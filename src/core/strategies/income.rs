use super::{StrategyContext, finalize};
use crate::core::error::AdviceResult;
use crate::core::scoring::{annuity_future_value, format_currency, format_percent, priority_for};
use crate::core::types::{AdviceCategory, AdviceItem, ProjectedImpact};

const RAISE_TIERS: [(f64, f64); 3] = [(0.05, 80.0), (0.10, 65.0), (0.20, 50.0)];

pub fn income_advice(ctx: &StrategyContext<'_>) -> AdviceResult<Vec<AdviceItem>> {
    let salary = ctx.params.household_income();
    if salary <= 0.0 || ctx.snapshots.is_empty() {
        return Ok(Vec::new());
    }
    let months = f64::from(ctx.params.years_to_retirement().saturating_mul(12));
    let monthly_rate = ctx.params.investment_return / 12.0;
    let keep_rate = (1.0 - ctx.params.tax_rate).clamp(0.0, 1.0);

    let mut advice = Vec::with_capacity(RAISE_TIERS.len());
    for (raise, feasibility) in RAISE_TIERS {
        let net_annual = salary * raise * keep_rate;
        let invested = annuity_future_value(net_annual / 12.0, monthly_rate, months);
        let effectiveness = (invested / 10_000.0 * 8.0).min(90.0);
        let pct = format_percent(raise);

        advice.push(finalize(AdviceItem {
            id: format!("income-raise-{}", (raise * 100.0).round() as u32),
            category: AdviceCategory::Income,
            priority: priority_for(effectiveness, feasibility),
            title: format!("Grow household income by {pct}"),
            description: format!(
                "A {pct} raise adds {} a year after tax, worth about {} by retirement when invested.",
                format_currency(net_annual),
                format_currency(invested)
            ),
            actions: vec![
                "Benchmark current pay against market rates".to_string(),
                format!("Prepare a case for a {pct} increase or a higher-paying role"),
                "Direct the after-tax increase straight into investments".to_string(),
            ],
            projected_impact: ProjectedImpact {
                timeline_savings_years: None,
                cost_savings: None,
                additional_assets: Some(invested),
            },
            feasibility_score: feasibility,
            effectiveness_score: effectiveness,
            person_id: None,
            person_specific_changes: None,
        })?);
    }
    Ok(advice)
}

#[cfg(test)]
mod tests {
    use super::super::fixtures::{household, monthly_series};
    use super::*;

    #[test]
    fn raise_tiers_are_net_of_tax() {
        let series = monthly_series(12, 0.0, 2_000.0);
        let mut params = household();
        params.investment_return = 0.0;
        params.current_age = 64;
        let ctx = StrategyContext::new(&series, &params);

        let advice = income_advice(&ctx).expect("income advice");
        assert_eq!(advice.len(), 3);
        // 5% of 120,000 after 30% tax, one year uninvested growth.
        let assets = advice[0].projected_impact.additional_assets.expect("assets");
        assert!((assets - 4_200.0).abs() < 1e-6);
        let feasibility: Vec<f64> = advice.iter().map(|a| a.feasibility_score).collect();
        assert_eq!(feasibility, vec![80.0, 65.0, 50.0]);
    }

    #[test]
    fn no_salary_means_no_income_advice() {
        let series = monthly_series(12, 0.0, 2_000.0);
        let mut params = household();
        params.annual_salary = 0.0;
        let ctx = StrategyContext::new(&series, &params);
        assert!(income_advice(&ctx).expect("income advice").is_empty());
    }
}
* * *
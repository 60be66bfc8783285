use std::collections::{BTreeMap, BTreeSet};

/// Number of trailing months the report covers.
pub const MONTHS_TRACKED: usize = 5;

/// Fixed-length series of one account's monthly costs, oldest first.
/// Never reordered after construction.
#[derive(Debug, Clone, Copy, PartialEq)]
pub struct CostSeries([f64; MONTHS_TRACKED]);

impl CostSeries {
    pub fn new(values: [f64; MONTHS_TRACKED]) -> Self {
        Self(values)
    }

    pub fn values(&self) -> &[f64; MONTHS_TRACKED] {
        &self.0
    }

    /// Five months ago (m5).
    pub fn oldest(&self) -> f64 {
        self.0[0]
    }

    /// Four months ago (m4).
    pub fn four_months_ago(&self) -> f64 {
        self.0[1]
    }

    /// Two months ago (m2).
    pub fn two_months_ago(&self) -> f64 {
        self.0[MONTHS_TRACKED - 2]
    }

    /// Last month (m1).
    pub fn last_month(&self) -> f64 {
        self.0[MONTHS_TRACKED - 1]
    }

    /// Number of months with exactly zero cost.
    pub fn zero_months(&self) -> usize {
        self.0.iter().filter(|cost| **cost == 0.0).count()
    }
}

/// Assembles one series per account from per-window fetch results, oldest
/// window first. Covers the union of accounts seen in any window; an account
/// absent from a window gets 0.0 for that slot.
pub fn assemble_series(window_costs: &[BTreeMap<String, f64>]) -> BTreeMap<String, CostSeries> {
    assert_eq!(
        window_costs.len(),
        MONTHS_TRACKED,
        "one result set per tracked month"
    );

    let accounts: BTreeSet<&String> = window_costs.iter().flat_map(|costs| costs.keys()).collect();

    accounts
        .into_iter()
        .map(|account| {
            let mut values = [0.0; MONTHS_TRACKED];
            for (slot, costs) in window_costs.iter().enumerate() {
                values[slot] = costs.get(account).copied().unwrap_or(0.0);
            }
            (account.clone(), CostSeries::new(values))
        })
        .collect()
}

TASK TO CARRY OUT: Count up the lines in the records where the string "expect" appears. Your reply is that number alone.

EXERCISE ANSWER: 3